O diretor do EL PAÍS não escondeu os graves problemas experimentados pelos principais jornais do mundo, sobretudo pelas contínuas transformações digitais, que os enfraqueceram financeiramente e “proletarizaram o jornalismo”. “Hoje somos mais frágeis e temos menos poder para vigiar o poder”, disse Caño, que também não se esquivou da autocrítica ao admitir “a prepotência e a indiferença” em relação aos interesses de seus leitores que, em sua opinião, incorreram no passado alguns meios de comunicação tradicionais.

Mas Caño também deu uma mensagem otimista ao destacar as ambivalências do momento atual no mundo da comunicação. Juntamente com os problemas descritos, afirmou, o jornalismo “de certa forma também vive uma era de ouro”. “O EL PAÍS, a Folha, a grande mídia nunca teve tantos leitores”. “Devemos confiar que o jornalismo de qualidade irá sobreviver, eu acredito nisso. Diante do jornalismo de má qualidade está o jornalismo de boa qualidade. É por isso que nossa responsabilidade é enorme”. Nada indica que o público, nem mesmo os mais jovens que já não leem jornais impressos, tenha deixado de se interessar pelas notícias, e enquanto essa demanda existir “o jornalismo continuará a existir, se não o destruirmos antes pela preguiça ou pela falta de ideias”. O básico, de acordo com o diretor do jornal, é que os jornalistas “combatam o sectarismo que favorece leitores dispostos a acreditar em todas as notícias” e, no lugar disso, busquem um público crítico, disposto a discutir inclusive as próprias informações e os editoriais dos meios de comunicação que consomem.

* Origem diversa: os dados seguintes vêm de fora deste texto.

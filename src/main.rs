//! wikijson - JSON snapshot cache of wiki farm metadata
//!
//! Main entry point for the wikijson CLI.

use chrono::NaiveDateTime;
use clap::{Parser, Subcommand};
use std::path::PathBuf;
use std::process;
use std::rc::Rc;
use wikijson::config::{validate_config_result, WikiJsonConfig};
use wikijson::database::SqliteWikiDatabase;
use wikijson::invalidation::Invalidator;
use wikijson::manager::{regenerate_farm_list, validate_wiki_id};
use wikijson::snapshot::{wiki_file, SnapshotStore, DATABASES_FILE, DELETED_FILE};
use wikijson::staleness::Changes;
use wikijson::timestamps::{SqliteTimestampStore, DATABASES_ENTRY};
use wikijson::{UpdateReport, WikiJson, WikiJsonError};

/// wikijson - keep a wiki farm's JSON snapshots in sync with its database
#[derive(Parser, Debug)]
#[command(name = "wikijson")]
#[command(version, about, long_about = None)]
struct Cli {
    /// Path to config file (default: ~/.config/wikijson/config.yaml)
    #[arg(short, long, env = "WIKIJSON_CONFIG")]
    config: Option<PathBuf>,

    #[command(subcommand)]
    command: Commands,
}

#[derive(Subcommand, Debug)]
enum Commands {
    /// Write a default config and create the cache directory and databases
    Init,

    /// Regenerate the stale snapshots of a wiki and of the farm list
    Update {
        /// Wiki database name (e.g., testwiki)
        wiki: String,

        /// Regenerate even if the snapshots are fresh
        #[arg(long)]
        force: bool,
    },

    /// Invalidate a wiki's snapshot
    ResetWiki {
        wiki: String,

        /// Regenerate right away
        #[arg(long)]
        update: bool,
    },

    /// Invalidate the farm list snapshots
    ResetDatabases {
        /// Regenerate the farm list right away
        #[arg(long)]
        update: bool,
    },

    /// Show invalidation and snapshot timestamps of a wiki without changing them
    Status { wiki: String },

    /// Print a wiki's snapshot
    Show { wiki: String },
}

fn main() {
    if let Err(e) = wikijson::logging::init() {
        eprintln!("Failed to initialize logging: {}", e);
    }

    let cli = Cli::parse();

    if let Err(e) = run(cli) {
        eprintln!("Error: {}", e);
        process::exit(1);
    }
}

fn run(cli: Cli) -> wikijson::Result<()> {
    match cli.command {
        // Init creates the config, every other command needs one
        Commands::Init => handle_init_command(cli.config),
        Commands::Update { wiki, force } => {
            handle_update_command(&load_config(cli.config)?, &wiki, force)
        }
        Commands::ResetWiki { wiki, update } => {
            handle_reset_wiki_command(&load_config(cli.config)?, &wiki, update)
        }
        Commands::ResetDatabases { update } => {
            handle_reset_databases_command(&load_config(cli.config)?, update)
        }
        Commands::Status { wiki } => handle_status_command(&load_config(cli.config)?, &wiki),
        Commands::Show { wiki } => handle_show_command(&load_config(cli.config)?, &wiki),
    }
}

fn handle_update_command(config: &WikiJsonConfig, wiki: &str, force: bool) -> wikijson::Result<()> {
    let mut json = WikiJson::from_config(wiki, config)?;

    let report = if force {
        let changes = json.changes();
        let databases = json.generate_database_list();
        let written = json.generate_wiki()?;
        UpdateReport {
            changes,
            databases,
            wiki: written,
        }
    } else {
        json.update()?
    };

    print_report(wiki, &report);
    Ok(())
}

fn handle_reset_wiki_command(config: &WikiJsonConfig, wiki: &str, update: bool) -> wikijson::Result<()> {
    let mut json = WikiJson::from_config(wiki, config)?;
    json.reset_wiki()?;
    println!("Invalidated {} at {}", wiki, format_timestamp(json.wiki_timestamp()));

    if update {
        let report = json.update()?;
        print_report(wiki, &report);
    }
    Ok(())
}

fn open_invalidator(config: &WikiJsonConfig) -> wikijson::Result<Invalidator> {
    Ok(Invalidator::new(
        config.cache_namespace.clone(),
        Rc::new(SqliteWikiDatabase::open(&config.database)?),
        Rc::new(SqliteTimestampStore::open(&config.timestamp_store)?),
    ))
}

fn handle_reset_databases_command(config: &WikiJsonConfig, update: bool) -> wikijson::Result<()> {
    let invalidator = open_invalidator(config)?;

    let at = invalidator.reset_database_list()?;
    println!("Invalidated farm list at {}", format_timestamp(Some(at)));

    if update {
        let snapshots = SnapshotStore::open(&config.cache_directory)?;
        let written = regenerate_farm_list(invalidator.database(), &snapshots, at);
        let report = UpdateReport {
            changes: Changes {
                databases: true,
                wiki: false,
            },
            databases: written,
            wiki: false,
        };
        for line in report_lines("farm", &report) {
            println!("{}", line);
        }
    }
    Ok(())
}

/// Timestamps of one wiki and the farm list as currently stored
struct Status {
    databases_invalidated: Option<i64>,
    databases_snapshot: i64,
    wiki_invalidated: Option<i64>,
    wiki_snapshot: i64,
    changes: Changes,
}

/// Read timestamps without seeding missing ones
fn read_status(invalidator: &Invalidator, snapshots: &SnapshotStore, wiki: &str) -> Status {
    let databases_invalidated = invalidator.current(DATABASES_ENTRY);
    let wiki_invalidated = invalidator.current(wiki);
    let databases_snapshot = snapshots
        .read_timestamp(DATABASES_FILE)
        .min(snapshots.read_timestamp(DELETED_FILE));
    let wiki_snapshot = snapshots.read_timestamp(&wiki_file(wiki));

    Status {
        databases_invalidated,
        databases_snapshot,
        wiki_invalidated,
        wiki_snapshot,
        changes: Changes::detect(
            databases_snapshot,
            databases_invalidated,
            wiki_snapshot,
            wiki_invalidated,
        ),
    }
}

fn handle_status_command(config: &WikiJsonConfig, wiki: &str) -> wikijson::Result<()> {
    validate_wiki_id(wiki)?;
    let invalidator = open_invalidator(config)?;
    let snapshots = SnapshotStore::open(&config.cache_directory)?;
    let status = read_status(&invalidator, &snapshots, wiki);

    println!("Wiki: {}", wiki);
    println!("Cache directory: {}", snapshots.dir().display());
    println!();
    println!("Farm list:");
    println!("  Invalidated: {}", format_timestamp(status.databases_invalidated));
    println!("  Snapshot:    {}", format_timestamp(Some(status.databases_snapshot)));
    println!("  Stale:       {}", status.changes.databases);
    println!();
    println!("{}.json:", wiki);
    println!("  Invalidated: {}", format_timestamp(status.wiki_invalidated));
    println!("  Snapshot:    {}", format_timestamp(Some(status.wiki_snapshot)));
    println!("  Stale:       {}", status.changes.wiki);
    Ok(())
}

fn handle_show_command(config: &WikiJsonConfig, wiki: &str) -> wikijson::Result<()> {
    validate_wiki_id(wiki)?;
    let snapshots = SnapshotStore::open(&config.cache_directory)?;

    match snapshots.read_wiki(wiki) {
        Some(snapshot) => {
            println!("{}", serde_json::to_string_pretty(&snapshot)?);
            Ok(())
        }
        None => Err(WikiJsonError::Other(format!(
            "No snapshot for {}. Run 'wikijson update {}' first.",
            wiki, wiki
        ))),
    }
}

fn load_config(path: Option<PathBuf>) -> wikijson::Result<WikiJsonConfig> {
    let config = match path {
        Some(path) => WikiJsonConfig::load(path)?,
        None => match WikiJsonConfig::load_default() {
            Ok(config) => config,
            Err(WikiJsonError::Config(msg)) if msg.contains("Config file not found") => {
                return Err(WikiJsonError::Config(
                    "No configuration found. Run 'wikijson init' first to create one.".to_string(),
                ));
            }
            Err(e) => return Err(e),
        },
    };

    validate_config_result(&config)?;
    Ok(config)
}

fn handle_init_command(path: Option<PathBuf>) -> wikijson::Result<()> {
    let path = path.unwrap_or_else(WikiJsonConfig::default_path);

    let config = if path.exists() {
        println!("Using existing config at {}", path.display());
        WikiJsonConfig::load(&path)?
    } else {
        let config = WikiJsonConfig::new();
        config.save(&path)?;
        println!("Created config at {}", path.display());
        config
    };

    validate_config_result(&config)?;

    std::fs::create_dir_all(&config.cache_directory)?;
    SqliteWikiDatabase::initialize(&config.database)?;
    SqliteTimestampStore::open(&config.timestamp_store)?;

    println!("  Cache directory: {}", config.cache_directory.display());
    println!("  Wikis database:  {}", config.database.display());
    println!("  Timestamp store: {}", config.timestamp_store.display());
    Ok(())
}

fn print_report(wiki: &str, report: &UpdateReport) {
    for line in report_lines(wiki, report) {
        println!("{}", line);
    }
}

fn report_lines(wiki: &str, report: &UpdateReport) -> Vec<String> {
    let list_written = report.databases.databases || report.databases.deleted;
    if !report.changes.any() && !report.wiki && !list_written {
        return vec![format!("{}: snapshots are fresh", wiki)];
    }

    let mark = |written: bool| if written { "written" } else { "kept" };
    let mut lines = Vec::new();

    if report.changes.databases || list_written {
        lines.push(format!("databases.json: {}", mark(report.databases.databases)));
        lines.push(format!("deleted.json:   {}", mark(report.databases.deleted)));
    }
    if report.changes.wiki || report.wiki {
        lines.push(format!("{}.json: {}", wiki, mark(report.wiki)));
    }
    lines
}

/// Render a `YYYYMMDDHHMMSS` timestamp for humans
fn format_timestamp(timestamp: Option<i64>) -> String {
    match timestamp {
        None | Some(0) => "never".to_string(),
        Some(ts) => NaiveDateTime::parse_from_str(&ts.to_string(), "%Y%m%d%H%M%S")
            .map(|dt| dt.format("%Y-%m-%d %H:%M:%S UTC").to_string())
            .unwrap_or_else(|_| ts.to_string()),
    }
}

A circulação de informações falsas deve servir para que os gigantes tecnológicos, especialmente o Facebook e o Google, se convençam da necessidade de trabalhar mais próximos dos meios de comunicação, de acordo com o diagnóstico de Caño. Para o diretor do EL PAÍS, essas grandes plataformas, especialmente depois das eleições nos EUA, “começam a ser conscientes dos danos que estão sofrendo” e, portanto, que devem “mudar seu relacionamento com os meios de comunicação”.

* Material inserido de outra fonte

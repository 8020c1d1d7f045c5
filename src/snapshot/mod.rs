//! On-disk JSON snapshots
//!
//! One file per cache entry in the configured directory:
//!
//! ```text
//! cache/
//!   databases.json   # active wikis, {"timestamp", "combi"}
//!   deleted.json     # deleted wikis, {"timestamp", "databases"}
//!   <wiki>.json      # one wiki's settings and states
//! ```
//!
//! Every file carries the `timestamp` it was generated for.

mod payload;
mod store;

pub use payload::{
    partition_farm, CoreSettings, DatabaseListSnapshot, DeletedListSnapshot, InactiveState,
    ListEntry, WikiSnapshot, WikiStates, CORE_FIELDS,
};
pub use store::{wiki_file, SnapshotStore, DATABASES_FILE, DELETED_FILE};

O diretor do EL PAIS, na palestra do Encontro Folha de Jornalismo.
O diretor do EL PAIS, na palestra do Encontro Folha de Jornalismo.Maurício Pisani

Depois da palestra, várias perguntas do público trataram da experiência da edição brasileira do EL PAÍS, criada em novembro de 2013. Caño explicou que o jornal viu no Brasil “um dos maiores e mais entusiasmados países do mundo, não só em tamanho ou população, mas em intensidade de debate”. “E, portanto, é um terreno formidável para um jornal como o nosso que está interessado no debate”, ressaltou. O EL PAÍS tentou se estabelecer no Brasil, de acordo com Caño, “de forma humilde, sem agressividade, para contar o país a partir da nossa perspectiva”.

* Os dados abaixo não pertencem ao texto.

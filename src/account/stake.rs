//! Stake sub-ledger: pool configuration plus one entry per holder

use num_bigint::BigUint;
use num_traits::Zero;
use serde::{Deserialize, Serialize};
use std::collections::BTreeMap;

use super::auth::SigningPolicy;
use super::types::{AccountState, AccountType};
use crate::crypto::Signers;
use crate::error::{LedgerError, Subject};
use crate::types::{Address, TokenSymbol};

pub const FEE_PPM_DENOMINATOR: u32 = 1_000_000;

#[derive(Serialize, Deserialize, Clone, Debug, PartialEq, Eq)]
pub struct StakeConfig {
    pub token: TokenSymbol,
    /// 0: administration only, 1: may stake elsewhere, 2: may also transfer
    pub tier: u8,
    pub lock_time: u64,
    pub withdraw_fee_ppm: u32,
    pub min_amount: BigUint,
    pub max_amount: BigUint,
}

impl StakeConfig {
    pub fn validate(&self) -> Result<(), String> {
        if self.tier > 2 {
            return Err(format!("tier should be 0, 1 or 2, got {}", self.tier));
        }
        if self.withdraw_fee_ppm >= FEE_PPM_DENOMINATOR {
            return Err(format!(
                "withdrawFee should be < {}, got {}",
                FEE_PPM_DENOMINATOR, self.withdraw_fee_ppm
            ));
        }
        if self.max_amount.is_zero() || self.min_amount > self.max_amount {
            return Err(format!(
                "invalid amount range [{}, {}]",
                self.min_amount, self.max_amount
            ));
        }
        Ok(())
    }

    /// `floor(amount * withdraw_fee_ppm / 1_000_000)`
    pub fn withdraw_fee(&self, amount: &BigUint) -> BigUint {
        amount * self.withdraw_fee_ppm / FEE_PPM_DENOMINATOR
    }
}

#[derive(Serialize, Deserialize, Clone, Debug, Default, PartialEq, Eq)]
pub struct StakeEntry {
    pub amount: BigUint,
    pub lock_time: u64,
    pub approver: Option<Address>,
}

fn check_lock_time(lock_time: u64, now: u64) -> Result<(), LedgerError> {
    if lock_time != 0 && lock_time <= now {
        return Err(LedgerError::InvalidLockTime { lock_time, now });
    }
    Ok(())
}

impl AccountState {
    fn stake_parts(&self) -> Result<(&StakeConfig, &BTreeMap<Address, StakeEntry>), LedgerError> {
        match (&self.account_type, &self.stake, &self.stake_ledger) {
            (AccountType::Stake, Some(cfg), Some(ledger)) => Ok((cfg, ledger)),
            _ => Err(LedgerError::NotStakeAccount { account: self.id }),
        }
    }

    fn stake_ledger_mut(&mut self) -> Result<&mut BTreeMap<Address, StakeEntry>, LedgerError> {
        let id = self.id;
        self.stake_ledger
            .as_mut()
            .ok_or(LedgerError::NotStakeAccount { account: id })
    }

    /// Number of holders with a nonzero stake.
    pub fn stake_holders(&self) -> usize {
        self.stake_ledger
            .as_ref()
            .map_or(0, |l| l.values().filter(|e| !e.amount.is_zero()).count())
    }

    pub fn check_create_stake(&self, config: &StakeConfig, now: u64) -> Result<(), LedgerError> {
        if !self.is_pristine() {
            return Err(LedgerError::StakeAccountExists { account: self.id });
        }
        check_lock_time(config.lock_time, now)
    }

    pub fn create_stake(
        &mut self,
        policy: SigningPolicy,
        config: StakeConfig,
        pledge: BigUint,
        now: u64,
    ) -> Result<(), LedgerError> {
        self.check_create_stake(&config, now)?;
        self.account_type = AccountType::Stake;
        self.policy = policy;
        self.stake = Some(config);
        self.stake_ledger = Some(BTreeMap::new());
        self.add(&TokenSymbol::native(), &pledge);
        self.pledge = pledge;
        Ok(())
    }

    pub fn check_reset_stake(&self, config: &StakeConfig, now: u64) -> Result<(), LedgerError> {
        let (current, _) = self.stake_parts()?;
        if current.token != config.token || current.tier != config.tier {
            return Err(LedgerError::StakeConfigImmutable { account: self.id });
        }
        if now < current.lock_time {
            return Err(LedgerError::StakeInLock {
                account: self.id,
                lock_time: current.lock_time,
            });
        }
        if self.stake_holders() > 1 {
            return Err(LedgerError::TooManyStakeHolders { account: self.id });
        }
        check_lock_time(config.lock_time, now)
    }

    pub fn reset_stake(&mut self, config: StakeConfig, now: u64) -> Result<(), LedgerError> {
        self.check_reset_stake(&config, now)?;
        self.stake = Some(config);
        Ok(())
    }

    pub fn check_take_stake(
        &self,
        token: &TokenSymbol,
        holder: &Address,
        amount: &BigUint,
        lock_time: u64,
        now: u64,
    ) -> Result<(), LedgerError> {
        let (cfg, ledger) = self.stake_parts()?;
        if &cfg.token != token {
            return Err(LedgerError::TokenMismatch {
                account: self.id,
                expected: cfg.token.clone(),
                actual: token.clone(),
            });
        }
        check_lock_time(lock_time, now)?;
        let total = ledger.get(holder).map_or_else(BigUint::zero, |e| e.amount.clone()) + amount;
        if total < cfg.min_amount || total > cfg.max_amount {
            return Err(LedgerError::AmountOutOfRange {
                account: self.id,
                min: cfg.min_amount.clone(),
                max: cfg.max_amount.clone(),
                actual: total,
            });
        }
        Ok(())
    }

    pub fn take_stake(
        &mut self,
        token: &TokenSymbol,
        holder: Address,
        amount: &BigUint,
        lock_time: u64,
        now: u64,
    ) -> Result<(), LedgerError> {
        self.check_take_stake(token, &holder, amount, lock_time, now)?;
        let entry = self.stake_ledger_mut()?.entry(holder).or_default();
        entry.amount += amount;
        // never lowered
        entry.lock_time = entry.lock_time.max(lock_time);
        self.add(token, amount);
        Ok(())
    }

    /// Returns the payout, `amount` minus the withdraw fee.
    pub fn check_withdraw_stake(
        &self,
        token: &TokenSymbol,
        holder: &Address,
        signers: &Signers,
        amount: &BigUint,
        now: u64,
    ) -> Result<BigUint, LedgerError> {
        let (cfg, ledger) = self.stake_parts()?;
        if &cfg.token != token {
            return Err(LedgerError::TokenMismatch {
                account: self.id,
                expected: cfg.token.clone(),
                actual: token.clone(),
            });
        }
        let entry = ledger.get(holder).ok_or(LedgerError::StakeHolderNotFound {
            account: self.id,
            holder: *holder,
        })?;
        if &entry.amount < amount {
            return Err(LedgerError::InsufficientStake {
                account: self.id,
                holder: *holder,
                expected: amount.clone(),
                actual: entry.amount.clone(),
            });
        }
        let lock_time = cfg.lock_time.max(entry.lock_time);
        if now < lock_time {
            return Err(LedgerError::StakeInLock {
                account: self.id,
                lock_time,
            });
        }
        if let Some(approver) = entry.approver {
            if !signers.contains(&approver) {
                return Err(LedgerError::InvalidApproverSignature {
                    subject: Subject::Account(*holder),
                });
            }
        }
        let payout = amount - cfg.withdraw_fee(amount);
        self.check_balance(token, &payout, true)?;
        Ok(payout)
    }

    pub fn withdraw_stake(
        &mut self,
        token: &TokenSymbol,
        holder: &Address,
        signers: &Signers,
        amount: &BigUint,
        now: u64,
    ) -> Result<BigUint, LedgerError> {
        let payout = self.check_withdraw_stake(token, holder, signers, amount, now)?;
        let ledger = self.stake_ledger_mut()?;
        if let Some(entry) = ledger.get_mut(holder) {
            entry.amount -= amount;
            if entry.amount.is_zero() && entry.approver.is_none() {
                ledger.remove(holder);
            }
        }
        self.debit(token, &payout);
        Ok(payout)
    }

    /// The holder signs the transaction. Once an approver is set, changing
    /// it also needs the approver or the stake keepers (`ex_signers`).
    pub fn check_update_stake_approver(
        &self,
        holder: &Address,
        signers: &Signers,
        ex_signers: &Signers,
    ) -> Result<(), LedgerError> {
        let (_, ledger) = self.stake_parts()?;
        let entry = ledger.get(holder).ok_or(LedgerError::StakeHolderNotFound {
            account: self.id,
            holder: *holder,
        })?;
        match entry.approver {
            Some(approver) if !signers.contains(&approver) && !self.satisfy(ex_signers) => {
                Err(LedgerError::InvalidApproverSignature {
                    subject: Subject::Account(*holder),
                })
            }
            _ => Ok(()),
        }
    }

    pub fn update_stake_approver(
        &mut self,
        holder: &Address,
        approver: Option<Address>,
        signers: &Signers,
        ex_signers: &Signers,
    ) -> Result<(), LedgerError> {
        self.check_update_stake_approver(holder, signers, ex_signers)?;
        if let Some(entry) = self.stake_ledger_mut()?.get_mut(holder) {
            entry.approver = approver;
        }
        Ok(())
    }

    /// Checks that the pool can be dissolved into `recipient`.
    pub fn check_destroy_stake(&self, recipient: &Address, now: u64) -> Result<(), LedgerError> {
        let (cfg, ledger) = self.stake_parts()?;
        if now < cfg.lock_time {
            return Err(LedgerError::StakeInLock {
                account: self.id,
                lock_time: cfg.lock_time,
            });
        }
        if self.stake_holders() > 1 {
            return Err(LedgerError::TooManyStakeHolders { account: self.id });
        }
        if let Some((holder, _)) = ledger.iter().find(|(_, e)| !e.amount.is_zero()) {
            if holder != recipient {
                return Err(LedgerError::HolderNotRecipient {
                    account: self.id,
                    holder: *holder,
                });
            }
        }
        self.check_lending_closed()
    }

    /// Resets the pool to a plain account and hands back every balance.
    pub fn destroy_stake(
        &mut self,
        recipient: &Address,
        now: u64,
    ) -> Result<(BigUint, BTreeMap<TokenSymbol, BigUint>), LedgerError> {
        self.check_destroy_stake(recipient, now)?;
        let balances = self.take_all();
        self.reset_to_native();
        Ok(balances)
    }
}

O diretor expressou sua satisfação com a resposta do público brasileiro a essa nova oferta de informação. Disse que o jornal foi estabelecido no país “sem fazer nenhuma campanha de marketing” e que, mesmo assim, os leitores têm aumentado ao longo destes quatro anos “simplesmente pelo boca a boca”, mostrando que existe “um espaço informativo quando você se dirige aos cidadãos com honestidade”. Um dos participantes perguntou se a linha do EL PAÍS no Brasil está inclinada à esquerda. “Se alguém interpreta dessa forma, eu respeito, mas é muito complicado julgar qualquer atitude ou linha editorial como sendo de esquerda ou de direita”, respondeu. “Isso é simplista e me parece antiquado. Além disso, o que é ser de esquerda hoje no Brasil? Quantas esquerdas existem?”. E em seguida deixou claro: “O EL PAÍS não segue a linha de nenhum partido político no Brasil, nem de nenhuma figura política, os acertos e os erros que temos são interpretações livres feitas a partir da honestidade intelectual”.